Figure: MicroVLAN design
The microVLAN approach minimizes the effects of multicast traffic by creating many small broadcast domains using VLANs.
One issue to keep in mind with the microVLAN design is that it might violate the 80/20 rule for designing VLANs. VLAN design is optimized when at least 80 percent of the traffic is intraVLAN and at most 20 percent of the traffic is interVLAN. Essentially, performance is optimized when traffic remains within the local VLAN. If VLANs are aligned based on multicast clients and servers, there is a good chance that access to other servers, such as the email server, will be interVLAN. Because interVLAN communication must be handled by a router, as interVLAN communication increases, route processing increases. Ultimately, the number of VLANs per router port should be determined by the multicast applications in use and their respective bandwidth requirements. Compared with low-bandwidth multicast applications, high-bandwidth multicast applications place a greater constraint on the number of VLANs on a router interface. For additional information about VLANs, see Designing Switched LAN Internetworks.

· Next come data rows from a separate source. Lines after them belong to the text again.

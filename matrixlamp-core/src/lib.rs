//! Board-agnostic core logic for the lamp firmware
//!
//! This crate contains everything between the button, the remote link and
//! the panel that does not depend on specific hardware:
//!
//! - The [`Plugin`](plugin::Plugin) contract and the plugin registry
//! - Button debouncing
//! - The plugin scheduler (activation, switching, per-tick execution)
//! - Configuration types and the `lamp.toml` parser
//!
//! # Control loop
//!
//! ```text
//!   button ──► AdvanceSource ─┐
//!                             ├─► Scheduler::step() ──► plugin.tick(&mut Frame)
//!   remote ──► RequestSlot ───┘          │                       │
//!                                        └──── Surface::commit_frame() ◄─┘
//! ```
//!
//! One call to [`Scheduler::step`](scheduler::Scheduler::step) performs at
//! most one plugin switch or one tick followed by one commit.

#![cfg_attr(not(test), no_std)]
#![deny(unsafe_code)]

// Must come first so the logging macros are visible to every module
mod fmt;

pub mod config;
pub mod input;
pub mod plugin;
pub mod scheduler;

pub use plugin::{Plugin, PluginInput, Registry};
pub use scheduler::Scheduler;
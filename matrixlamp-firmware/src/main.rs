//! Matrixlamp - LED Matrix Lamp Firmware
//!
//! Main firmware binary for RP2040 boards driving a 16x16 shift-register
//! LED panel. One plugin owns the panel at a time; the button or the remote
//! link switches to another.
//!
//! # Board wiring
//!
//! | Signal  | GPIO |
//! |---------|------|
//! | UART TX | 0    |
//! | UART RX | 1    |
//! | DATA    | 2    |
//! | CLOCK   | 3    |
//! | LATCH   | 4    |
//! | OE (lo) | 5    |
//! | Button  | 15   |

#![no_std]
#![no_main]

use defmt::*;
use embassy_executor::Spawner;
use embassy_rp::bind_interrupts;
use embassy_rp::gpio::{Input, Level, Output, Pull};
use embassy_rp::peripherals::UART0;
use embassy_rp::uart::{BufferedInterruptHandler, Config as UartConfig, Uart};
use static_cell::StaticCell;
use {defmt_rtt as _, panic_probe as _};

use matrixlamp_core::input::ButtonInput;
use matrixlamp_core::plugin::{PluginDirectory, Registry};
use matrixlamp_core::Scheduler;
use matrixlamp_display::{ShiftRegisterPanel, Surface};
use matrixlamp_hal::{ActiveLow, EhPin};
use matrixlamp_plugins::PluginCatalog;

mod channels;
mod config;
mod tasks;

bind_interrupts!(struct Irqs {
    UART0_IRQ => BufferedInterruptHandler<UART0>;
});

// Static cells for UART buffers (must live forever)
static TX_BUF: StaticCell<[u8; 128]> = StaticCell::new();
static RX_BUF: StaticCell<[u8; 128]> = StaticCell::new();

// Plugins are borrowed by the registry for the life of the program
static CATALOG: StaticCell<PluginCatalog> = StaticCell::new();
static DIRECTORY: StaticCell<PluginDirectory> = StaticCell::new();

/// Main entry point
#[embassy_executor::main]
async fn main(spawner: Spawner) {
    info!("Matrixlamp firmware starting...");

    let p = embassy_rp::init(Default::default());
    info!("Peripherals initialized");

    let config = config::load();

    // Plugins
    let catalog = CATALOG.init(PluginCatalog::new(boot_seed()));
    let mut registry = Registry::new();
    match catalog.register_into(&mut registry, &config.plugins.order) {
        Ok(count) => info!("Registered {} plugins", count),
        Err(e) => panic!("Plugin registration failed: {}", e),
    }
    let directory: &'static PluginDirectory = DIRECTORY.init(registry.directory());

    let mut scheduler = Scheduler::new(registry, config.scheduler);
    if let Err(e) = scheduler.start() {
        panic!("Scheduler start failed: {}", e);
    }

    // Panel
    let panel = ShiftRegisterPanel::new(
        EhPin::new(Output::new(p.PIN_2, Level::Low)),
        EhPin::new(Output::new(p.PIN_3, Level::Low)),
        EhPin::new(Output::new(p.PIN_4, Level::Low)),
        ActiveLow(EhPin::new(Output::new(p.PIN_5, Level::High))),
        config.display.wiring,
    )
    .with_on_threshold(config.display.on_threshold);
    let surface = Surface::new(panel, config.display.rotation);
    info!("Panel initialized, rotation {}", config.display.rotation.degrees());

    // Button to ground
    let button = ButtonInput::new(
        ActiveLow(EhPin::new(Input::new(p.PIN_15, Pull::Up))),
        config.scheduler.debounce_ms,
    );

    // Remote link UART, 115200 baud default
    let tx_buf = TX_BUF.init([0u8; 128]);
    let rx_buf = RX_BUF.init([0u8; 128]);
    let uart = Uart::new_blocking(p.UART0, p.PIN_0, p.PIN_1, UartConfig::default());
    let uart = uart.into_buffered(Irqs, tx_buf, rx_buf);
    let (tx, rx) = uart.split();
    info!("UART initialized for remote link");

    spawner
        .spawn(tasks::control_task(scheduler, surface, button))
        .unwrap();
    spawner.spawn(tasks::remote_rx_task(rx, directory)).unwrap();
    spawner.spawn(tasks::remote_tx_task(tx)).unwrap();

    info!("All tasks spawned, firmware running");
}

/// Seed for the random plugins
///
/// Microseconds since reset, which varies with flash timing and config
/// parsing. Plenty for visuals.
fn boot_seed() -> u32 {
    let ticks = embassy_time::Instant::now().as_ticks();
    (ticks as u32) ^ 0x9E37_79B9
}
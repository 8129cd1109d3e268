//! Frame pacing
//!
//! Plugins tick at the control-loop rate but most animate slower.

#[derive(Debug, Clone, Copy)]
pub struct Pace {
    interval_ms: u32,
    last_ms: Option<u32>,
}

impl Pace {
    pub const fn new(interval_ms: u32) -> Self {
        Self {
            interval_ms,
            last_ms: None,
        }
    }

    /// Forget the last step so the next call to `ready` fires
    pub fn reset(&mut self) {
        self.last_ms = None;
    }

    /// True when at least one interval passed since the last true
    pub fn ready(&mut self, now_ms: u32) -> bool {
        let due = match self.last_ms {
            Some(last) => now_ms.wrapping_sub(last) >= self.interval_ms,
            None => true,
        };
        if due {
            self.last_ms = Some(now_ms);
        }
        due
    }
}
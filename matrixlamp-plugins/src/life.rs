//! Conway's Game of Life
//!
//! The board is a torus. Each row is a 16-bit mask. The board reseeds
//! when it dies out, freezes, settles into a period-2 blinker or runs for
//! too many generations.

use matrixlamp_core::plugin::{InputSnapshot, Plugin};
use matrixlamp_display::{Frame, PANEL_COLS, PANEL_ROWS, PIXEL_ON};

use crate::pace::Pace;
use crate::rng::Rng;

const GENERATION_MS: u32 = 200;
const MAX_GENERATIONS: u16 = 300;
/// Initial fill, in percent
const DENSITY: u32 = 35;

type Board = [u16; PANEL_ROWS];

pub struct LifePlugin {
    board: Board,
    previous: Board,
    generation: u16,
    /// Set by `setup`, cleared by the first tick
    fresh: bool,
    pace: Pace,
    rng: Rng,
}

fn alive(board: &Board, row: usize, col: usize) -> bool {
    board[row] & (1 << col) != 0
}

fn neighbours(board: &Board, row: usize, col: usize) -> u8 {
    let mut count = 0;
    for dr in [PANEL_ROWS - 1, 0, 1] {
        for dc in [PANEL_COLS - 1, 0, 1] {
            if dr == 0 && dc == 0 {
                continue;
            }
            let r = (row + dr) % PANEL_ROWS;
            let c = (col + dc) % PANEL_COLS;
            count += alive(board, r, c) as u8;
        }
    }
    count
}

/// Compute the next generation
pub fn evolve(board: &Board) -> Board {
    let mut next = [0u16; PANEL_ROWS];
    for (row, bits) in next.iter_mut().enumerate() {
        for col in 0..PANEL_COLS {
            let n = neighbours(board, row, col);
            if n == 3 || (n == 2 && alive(board, row, col)) {
                *bits |= 1 << col;
            }
        }
    }
    next
}

impl LifePlugin {
    pub fn new(seed: u32) -> Self {
        Self {
            board: [0; PANEL_ROWS],
            previous: [0; PANEL_ROWS],
            generation: 0,
            fresh: false,
            pace: Pace::new(GENERATION_MS),
            rng: Rng::new(seed),
        }
    }

    pub fn population(&self) -> u32 {
        self.board.iter().map(|row| row.count_ones()).sum()
    }

    pub fn generation(&self) -> u16 {
        self.generation
    }

    fn reseed(&mut self) {
        for bits in self.board.iter_mut() {
            *bits = 0;
            for col in 0..PANEL_COLS {
                if self.rng.chance(DENSITY) {
                    *bits |= 1 << col;
                }
            }
        }
        self.previous = [0; PANEL_ROWS];
        self.generation = 0;
    }

    fn step(&mut self) {
        let next = evolve(&self.board);
        let stale = next == self.board || next == self.previous;
        self.previous = self.board;
        self.board = next;
        self.generation += 1;

        if stale || self.population() == 0 || self.generation >= MAX_GENERATIONS {
            self.reseed();
        }
    }
}

impl Plugin for LifePlugin {
    fn id(&self) -> &'static str {
        "life"
    }

    fn setup(&mut self) {
        self.pace.reset();
        self.reseed();
        self.fresh = true;
    }

    fn tick(&mut self, frame: &mut Frame, input: &InputSnapshot<'_>) {
        let due = self.pace.ready(input.now_ms);
        // The first tick after setup shows the seed itself
        if due && !self.fresh {
            self.step();
        }
        self.fresh = false;

        frame.clear();
        for row in 0..PANEL_ROWS {
            for col in 0..PANEL_COLS {
                if alive(&self.board, row, col) {
                    frame.set(row as i16, col as i16, PIXEL_ON);
                }
            }
        }
    }

    fn teardown(&mut self) {}
}

#[cfg(test)]
mod tests {
    use super::*;

    fn board_from(cells: &[(usize, usize)]) -> Board {
        let mut board = [0u16; PANEL_ROWS];
        for &(r, c) in cells {
            board[r] |= 1 << c;
        }
        board
    }

    #[test]
    fn test_blinker_oscillates() {
        let horizontal = board_from(&[(5, 4), (5, 5), (5, 6)]);
        let vertical = board_from(&[(4, 5), (5, 5), (6, 5)]);
        assert_eq!(evolve(&horizontal), vertical);
        assert_eq!(evolve(&vertical), horizontal);
    }

    #[test]
    fn test_block_is_still() {
        let block = board_from(&[(0, 0), (0, 1), (1, 0), (1, 1)]);
        assert_eq!(evolve(&block), block);
    }

    #[test]
    fn test_neighbours_wrap() {
        // A block straddling all four corners is still a block
        let block = board_from(&[(0, 0), (0, 15), (15, 0), (15, 15)]);
        assert_eq!(neighbours(&block, 0, 0), 3);
        assert_eq!(evolve(&block), block);
    }

    #[test]
    fn test_stale_board_reseeds() {
        let mut life = LifePlugin::new(5);
        life.setup();
        life.board = board_from(&[(0, 0), (0, 1), (1, 0), (1, 1)]);
        life.generation = 10;
        life.step();
        assert_eq!(life.generation(), 0);
    }

    #[test]
    fn test_setup_seeds_board() {
        let mut life = LifePlugin::new(5);
        life.setup();
        assert!(life.population() > 0);

        let mut frame = Frame::new();
        life.tick(&mut frame, &InputSnapshot::idle(0));
        assert_eq!(frame.lit_count(1), life.population() as usize);
    }
}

Fiber Distributed Data Interface and Copper Distributed Data Interface
Fiber Distributed Data Interface (FDDI) and Copper Distributed Data Interface (CDDI) deliver bandwidth that allows for a variety of different network design scenarios. FDDI is particularly attractive as a backbone technology for the following reasons:
- Distance capabilities-With multimode fiber, an FDDI connection can span 2 kilometers. With single mode fiber, an FDDI connection can span 10 kilometers. This capability allows tremendous flexibility for interconnecting LAN segments in a campus environment.

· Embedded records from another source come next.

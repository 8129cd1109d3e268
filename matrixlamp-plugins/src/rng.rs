//! Small deterministic PRNG (xorshift32)
//!
//! Good enough for visuals; not for anything else.

#[derive(Debug, Clone)]
pub struct Rng {
    state: u32,
}

impl Rng {
    /// Create a generator; a zero seed is replaced since xorshift would
    /// stay at zero forever
    pub const fn new(seed: u32) -> Self {
        Self {
            state: if seed == 0 { 0x9E37_79B9 } else { seed },
        }
    }

    pub fn next_u32(&mut self) -> u32 {
        let mut x = self.state;
        x ^= x << 13;
        x ^= x >> 17;
        x ^= x << 5;
        self.state = x;
        x
    }

    /// Uniform-ish value in `0..bound` (0 when `bound` is 0)
    pub fn below(&mut self, bound: u32) -> u32 {
        if bound == 0 {
            0
        } else {
            self.next_u32() % bound
        }
    }

    /// True with roughly `percent`% probability
    pub fn chance(&mut self, percent: u32) -> bool {
        self.below(100) < percent
    }

    /// Random panel coordinate
    pub fn cell(&mut self) -> (i16, i16) {
        let n = self.next_u32();
        ((n & 0x0F) as i16, ((n >> 4) & 0x0F) as i16)
    }
}

#[cfg(test)]
mod tests {
    use super::*;

    #[test]
    fn test_zero_seed_does_not_stick() {
        let mut rng = Rng::new(0);
        assert_ne!(rng.next_u32(), 0);
    }

    #[test]
    fn test_below_stays_in_range() {
        let mut rng = Rng::new(42);
        for _ in 0..1000 {
            assert!(rng.below(7) < 7);
            let (r, c) = rng.cell();
            assert!((0..16).contains(&r) && (0..16).contains(&c));
        }
        assert_eq!(rng.below(0), 0);
    }
}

- Fault tolerance and redundancy-FDDI's inherent fault tolerance and its ability to support designs such as dual-homing also make the technology attractive in backbone environments.

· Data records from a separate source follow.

//! Minimal TOML reader for `lamp.toml`
//!
//! Handles only the subset the lamp needs, not full TOML.
//!
//! Supported:
//! - `[section]` headers (`scheduler`, `display`, `plugins`)
//! - `key = value` with strings, integers and booleans
//! - String arrays, on one line or spread over several
//! - Comments (`# ...`), whole-line or trailing
//!
//! Unknown keys are ignored so newer files still load on older firmware.

use core::fmt;

use heapless::String;
use matrixlamp_display::{PixelOrder, Rotation};

use super::types::{LampConfig, PluginsConfig};
use crate::plugin::MAX_ID_LEN;

/// Parse error
#[derive(Debug, Clone, Copy, PartialEq, Eq)]
#[cfg_attr(feature = "defmt", derive(defmt::Format))]
pub enum ParseError {
    /// Unknown or malformed section header
    InvalidSection,
    /// Value has the wrong type or is out of its representable range
    InvalidValue,
    /// Line is neither a header nor `key = value`
    InvalidLine,
    /// Array never closed
    UnterminatedArray,
    /// More entries than fit
    TooManyItems,
}

impl fmt::Display for ParseError {
    fn fmt(&self, f: &mut fmt::Formatter<'_>) -> fmt::Result {
        let msg = match self {
            ParseError::InvalidSection => "invalid section header",
            ParseError::InvalidValue => "invalid value",
            ParseError::InvalidLine => "expected key = value",
            ParseError::UnterminatedArray => "unterminated array",
            ParseError::TooManyItems => "too many items",
        };
        f.write_str(msg)
    }
}

#[derive(Debug, Clone, Copy, PartialEq, Eq)]
enum Section {
    Root,
    Scheduler,
    Display,
    Plugins,
}

/// Parse `lamp.toml` content
///
/// Missing sections and keys keep their defaults. The result is not
/// validated; call [`LampConfig::validate`] afterwards.
pub fn parse_config(input: &str) -> Result<LampConfig, ParseError> {
    let mut config = LampConfig::default();
    let mut section = Section::Root;
    // Set while inside a multi-line `order = [` array
    let mut in_order_array = false;

    for line in input.lines() {
        let line = strip_comment(line).trim();
        if line.is_empty() {
            continue;
        }

        if in_order_array {
            in_order_array = !push_array_items(line, &mut config.plugins)?;
            continue;
        }

        if line.starts_with('[') && line.ends_with(']') {
            section = parse_section_header(&line[1..line.len() - 1])?;
            continue;
        }

        let (key, value) = parse_key_value(line).ok_or(ParseError::InvalidLine)?;
        match (section, key) {
            (Section::Scheduler, "frame_interval_ms") => {
                config.scheduler.frame_interval_ms = parse_int(value)?;
            }
            (Section::Scheduler, "tick_budget_ms") => {
                config.scheduler.tick_budget_ms = parse_int(value)?;
            }
            (Section::Scheduler, "debounce_ms") => {
                config.scheduler.debounce_ms = parse_int(value)?;
            }
            (Section::Scheduler, "auto_cycle_s") => {
                config.scheduler.auto_cycle_s = parse_int(value)?;
            }
            (Section::Display, "rotation") => {
                config.display.rotation =
                    Rotation::from_degrees(parse_int(value)?).ok_or(ParseError::InvalidValue)?;
            }
            (Section::Display, "wiring") => {
                config.display.wiring =
                    PixelOrder::from_name(parse_string(value)?).ok_or(ParseError::InvalidValue)?;
            }
            (Section::Display, "on_threshold") => {
                config.display.on_threshold = parse_int(value)?;
            }
            (Section::Plugins, "order") => {
                let rest = value.strip_prefix('[').ok_or(ParseError::InvalidValue)?;
                config.plugins.order.clear();
                in_order_array = !push_array_items(rest, &mut config.plugins)?;
            }
            _ => {}
        }
    }

    if in_order_array {
        return Err(ParseError::UnterminatedArray);
    }
    Ok(config)
}

fn parse_section_header(header: &str) -> Result<Section, ParseError> {
    match header.trim() {
        "scheduler" => Ok(Section::Scheduler),
        "display" => Ok(Section::Display),
        "plugins" => Ok(Section::Plugins),
        _ => Err(ParseError::InvalidSection),
    }
}

/// Drop a trailing `# comment` that is not inside a string
fn strip_comment(line: &str) -> &str {
    let mut in_string = false;
    for (i, c) in line.char_indices() {
        match c {
            '"' => in_string = !in_string,
            '#' if !in_string => return &line[..i],
            _ => {}
        }
    }
    line
}

/// Split "key = value"
fn parse_key_value(line: &str) -> Option<(&str, &str)> {
    let (key, value) = line.split_once('=')?;
    let key = key.trim();
    let value = value.trim();
    if key.is_empty() || value.is_empty() {
        return None;
    }
    Some((key, value))
}

/// Parse a quoted string value
fn parse_string(value: &str) -> Result<&str, ParseError> {
    value
        .strip_prefix('"')
        .and_then(|v| v.strip_suffix('"'))
        .ok_or(ParseError::InvalidValue)
}

fn parse_int<T: core::str::FromStr>(value: &str) -> Result<T, ParseError> {
    value.parse().map_err(|_| ParseError::InvalidValue)
}

/// Append the quoted items in `text` to the plugin order
///
/// Returns true once the closing `]` has been seen.
fn push_array_items(text: &str, plugins: &mut PluginsConfig) -> Result<bool, ParseError> {
    let (items, closed) = match text.find(']') {
        Some(end) => {
            if !text[end + 1..].trim().is_empty() {
                return Err(ParseError::InvalidValue);
            }
            (&text[..end], true)
        }
        None => (text, false),
    };

    for item in items.split(',') {
        let item = item.trim();
        if item.is_empty() {
            continue;
        }
        let id = parse_string(item)?;
        let id: String<MAX_ID_LEN> = String::try_from(id).map_err(|_| ParseError::InvalidValue)?;
        plugins.order.push(id).map_err(|_| ParseError::TooManyItems)?;
    }
    Ok(closed)
}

- Security-Optical transmission makes it more difficult for hackers to tap into compared to traditional copper transmission.
Like Fast Ethernet, FDDI and CDDI can deliver high-speed client connectivity, but most often, FDDI and CDDI are used for server and backbone connections, especially in video server environments where multiple video streams are sent to video clients, as shown in Figure: FDDI or CDDI server access.
Figure: FDDI or CDDI server access
In addition to delivering high bandwidth, FDDI and CDDI deliver better redundancy than Fast Ethernet. With FDDI and CDDI, a server can be dual-homed to FDDI or CDDI concentrators, as shown in Figure: FDDI dual-homed design. Dual-homing gives a server access to two FDDI or CDDI rings. Under normal circumstances, the server uses only one ring. If the primary ring fails, the server can fall back to the secondary ring, maintaining connectivity with no down time. Dual-homing requires that the server FDDI or CDDI adapter be a Dual Attached Station (DAS) adapter (as opposed to a Single Attached Station [SAS] connector, which provides a single physical connection).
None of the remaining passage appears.